Report every line below that holds the word "ApiKey".

___

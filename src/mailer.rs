use crate::circuit_breaker::{create_mail_circuit_breaker, ServiceBreaker};
use crate::config::Config;
use crate::errors::AppError;
use async_trait::async_trait;
use failsafe::futures::CircuitBreaker;
use serde::Serialize;
use serde_json::json;
use std::time::Duration;

/// An outbound HTML email.
#[derive(Debug, Clone, Serialize, PartialEq)]
pub struct EmailMessage {
    pub to: String,
    pub subject: String,
    pub html: String,
}

/// Outbound email transport. Injected into handlers so tests can use fakes.
#[async_trait]
pub trait Mailer: Send + Sync {
    async fn send(&self, message: &EmailMessage) -> Result<(), AppError>;
}

/// Builds the mailer for this process: Resend when a key is configured,
/// otherwise a mailer that only logs.
pub fn from_config(config: &Config) -> Result<std::sync::Arc<dyn Mailer>, AppError> {
    match config.resend_api_key.clone() {
        Some(api_key) => Ok(std::sync::Arc::new(ResendMailer::new(config, api_key)?)),
        None => Ok(std::sync::Arc::new(LogMailer)),
    }
}

/// Client for the Resend email API.
#[derive(Clone)]
pub struct ResendMailer {
    client: reqwest::Client,
    base_url: String,
    api_key: String,
    from: String,
    max_attempts: u32,
    retry_delay: Duration,
    send_budget: Duration,
    breaker: ServiceBreaker,
}

impl ResendMailer {
    /// Creates a new `ResendMailer`.
    ///
    /// # Arguments
    ///
    /// * `config` - Supplies base URL, sender, timeout and retry budget.
    /// * `api_key` - The Resend API key.
    pub fn new(config: &Config, api_key: String) -> Result<Self, AppError> {
        let client = reqwest::Client::builder()
            .timeout(Duration::from_secs(config.mail_timeout_secs))
            .build()
            .map_err(|e| {
                AppError::ExternalApiError(format!("Failed to create email client: {}", e))
            })?;

        Ok(Self {
            client,
            base_url: config.resend_base_url.trim_end_matches('/').to_string(),
            api_key,
            from: config.email_from.clone(),
            max_attempts: config.mail_max_attempts.max(1),
            retry_delay: Duration::from_millis(200),
            send_budget: Duration::from_secs(config.mail_send_budget_secs),
            breaker: create_mail_circuit_breaker(),
        })
    }

    /// Overrides the delay between attempts (grows linearly per attempt).
    pub fn with_retry_delay(mut self, delay: Duration) -> Self {
        self.retry_delay = delay;
        self
    }

    /// Overrides the wall-clock cap on one email, retries included.
    pub fn with_send_budget(mut self, budget: Duration) -> Self {
        self.send_budget = budget;
        self
    }

    async fn send_with_retries(&self, message: &EmailMessage) -> Result<(), AppError> {
        let mut last_error = None;

        for attempt in 1..=self.max_attempts {
            match self.breaker.call(self.send_once(message)).await {
                Ok(()) => {
                    tracing::info!("✓ Email '{}' sent (attempt {})", message.subject, attempt);
                    return Ok(());
                }
                Err(failsafe::Error::Rejected) => {
                    return Err(AppError::ExternalApiError(
                        "Email provider circuit open".to_string(),
                    ));
                }
                Err(failsafe::Error::Inner(e)) => {
                    tracing::warn!(
                        "Email attempt {}/{} failed: {}",
                        attempt,
                        self.max_attempts,
                        e
                    );
                    last_error = Some(e);
                    if attempt < self.max_attempts {
                        tokio::time::sleep(self.retry_delay * attempt).await;
                    }
                }
            }
        }

        Err(last_error
            .unwrap_or_else(|| AppError::ExternalApiError("Email not sent".to_string())))
    }

    async fn send_once(&self, message: &EmailMessage) -> Result<(), AppError> {
        let url = format!("{}/emails", self.base_url);

        let body = json!({
            "from": self.from,
            "to": message.to,
            "subject": message.subject,
            "html": message.html,
        });

        let response = self
            .client
            .post(&url)
            .header("Authorization", format!("Bearer {}", self.api_key))
            .json(&body)
            .send()
            .await
            .map_err(|e| AppError::ExternalApiError(format!("Email request failed: {}", e)))?;

        if !response.status().is_success() {
            let status = response.status();
            let error_text = response
                .text()
                .await
                .unwrap_or_else(|_| "Unknown error".to_string());
            return Err(AppError::ExternalApiError(format!(
                "Email provider returned {}: {}",
                status, error_text
            )));
        }

        Ok(())
    }
}

#[async_trait]
impl Mailer for ResendMailer {
    async fn send(&self, message: &EmailMessage) -> Result<(), AppError> {
        tokio::time::timeout(self.send_budget, self.send_with_retries(message))
            .await
            .map_err(|_| {
                AppError::ExternalApiError(format!(
                    "Email '{}' not sent within {:?}",
                    message.subject, self.send_budget
                ))
            })?
    }
}

/// Mailer used when no provider key is configured.
#[derive(Debug, Clone, Copy, Default)]
pub struct LogMailer;

#[async_trait]
impl Mailer for LogMailer {
    async fn send(&self, message: &EmailMessage) -> Result<(), AppError> {
        tracing::info!(
            "Email delivery disabled - skipping '{}' to {}",
            message.subject,
            message.to
        );
        Ok(())
    }
}
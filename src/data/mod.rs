//! Persistence layer.

pub mod store {
    pub use crate::store::*;
}

pub mod postgres {
    pub use crate::db::*;
    pub use crate::db_storage::*;
}

pub mod memory {
    pub use crate::memory_store::*;
}
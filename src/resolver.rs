//! Workspace resolution for inbound leads.
//!
//! Each entry point supplies an ordered chain of strategies; the first one
//! that yields an existing workspace wins. Only an explicit API key that does
//! not match is an error. Every other strategy degrades to the next one, and
//! an exhausted chain yields no workspace at all.

use crate::config::Config;
use crate::errors::AppError;
use crate::models::Workspace;
use crate::store::LeadStore;
use std::fmt;
use uuid::Uuid;

#[derive(Debug, Clone, Copy, PartialEq, Eq)]
pub enum ResolutionStep {
    /// `x-api-key` header. A key that matches nothing rejects the request.
    ApiKey,
    /// Authenticated session user.
    SessionUser,
    /// `FOUNDER_WORKSPACE_ID` override.
    FounderWorkspace,
    /// Workspace of the user whose email equals `ADMIN_EMAIL`.
    AdminEmail,
    /// Oldest existing workspace.
    FirstAvailable,
}

impl fmt::Display for ResolutionStep {
    fn fmt(&self, f: &mut fmt::Formatter<'_>) -> fmt::Result {
        let name = match self {
            ResolutionStep::ApiKey => "api_key",
            ResolutionStep::SessionUser => "session_user",
            ResolutionStep::FounderWorkspace => "founder_workspace",
            ResolutionStep::AdminEmail => "admin_email",
            ResolutionStep::FirstAvailable => "first_available",
        };
        f.write_str(name)
    }
}

/// Caller identity extracted from the request.
#[derive(Debug, Clone, Default)]
pub struct Credentials {
    pub api_key: Option<String>,
    pub user_id: Option<String>,
}

#[derive(Debug, Clone)]
pub struct Resolution {
    pub workspace: Option<Workspace>,
    pub resolved_by: Option<ResolutionStep>,
}

impl Resolution {
    pub fn workspace_id(&self) -> Option<Uuid> {
        self.workspace.as_ref().map(|w| w.id)
    }
}

pub struct WorkspaceResolver<'a> {
    store: &'a dyn LeadStore,
    config: &'a Config,
}

impl<'a> WorkspaceResolver<'a> {
    pub fn new(store: &'a dyn LeadStore, config: &'a Config) -> Self {
        Self { store, config }
    }

    /// Walks `chain` in order and returns the first workspace found.
    ///
    /// Fails only when an API key is presented and does not resolve
    /// (`Unauthorized`) or the key lookup itself fails.
    pub async fn resolve(
        &self,
        chain: &[ResolutionStep],
        credentials: &Credentials,
    ) -> Result<Resolution, AppError> {
        for step in chain {
            let workspace = match step {
                ResolutionStep::ApiKey => match credentials.api_key.as_deref() {
                    Some(key) => Some(self.resolve_api_key(key).await?),
                    None => None,
                },
                _ => self.try_step(*step, credentials).await,
            };

            if let Some(workspace) = workspace {
                tracing::debug!("Workspace {} resolved via {}", workspace.id, step);
                return Ok(Resolution {
                    workspace: Some(workspace),
                    resolved_by: Some(*step),
                });
            }
        }

        tracing::warn!("No workspace resolved; lead will be stored without a tenant");
        Ok(Resolution {
            workspace: None,
            resolved_by: None,
        })
    }

    async fn resolve_api_key(&self, key: &str) -> Result<Workspace, AppError> {
        let workspace_id = self
            .store
            .workspace_for_api_key(key)
            .await?
            .ok_or_else(|| AppError::Unauthorized("Invalid API key".to_string()))?;

        self.store
            .get_workspace(workspace_id)
            .await?
            .ok_or_else(|| AppError::Unauthorized("API key has no workspace".to_string()))
    }

    /// Runs a non-authenticating step. Lookup failures are logged and treated
    /// as "not found" so the chain can continue.
    async fn try_step(&self, step: ResolutionStep, credentials: &Credentials) -> Option<Workspace> {
        let result = match step {
            ResolutionStep::ApiKey => return None,
            ResolutionStep::SessionUser => match credentials.user_id.as_deref() {
                Some(user_id) => self.workspace_via(self.store.workspace_for_user(user_id)).await,
                None => Ok(None),
            },
            ResolutionStep::FounderWorkspace => match self.config.founder_workspace_id {
                Some(id) => {
                    let found = self.store.get_workspace(id).await;
                    if let Ok(None) = found {
                        tracing::warn!("FOUNDER_WORKSPACE_ID {} does not exist", id);
                    }
                    found
                }
                None => Ok(None),
            },
            ResolutionStep::AdminEmail => match self.config.admin_email.as_deref() {
                Some(email) => {
                    self.workspace_via(self.store.workspace_for_user_email(email))
                        .await
                }
                None => Ok(None),
            },
            ResolutionStep::FirstAvailable => self.store.first_workspace().await,
        };

        match result {
            Ok(workspace) => workspace,
            Err(e) => {
                tracing::warn!("Workspace resolution step {} failed: {}", step, e);
                None
            }
        }
    }

    async fn workspace_via(
        &self,
        lookup: impl std::future::Future<Output = Result<Option<Uuid>, AppError>>,
    ) -> Result<Option<Workspace>, AppError> {
        match lookup.await? {
            Some(id) => self.store.get_workspace(id).await,
            None => Ok(None),
        }
    }
}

___

TASK OUTPUT:
    ApiKey,
            ResolutionStep::ApiKey => "api_key",
                ResolutionStep::ApiKey => match credentials.api_key.as_deref() {
            ResolutionStep::ApiKey => return None,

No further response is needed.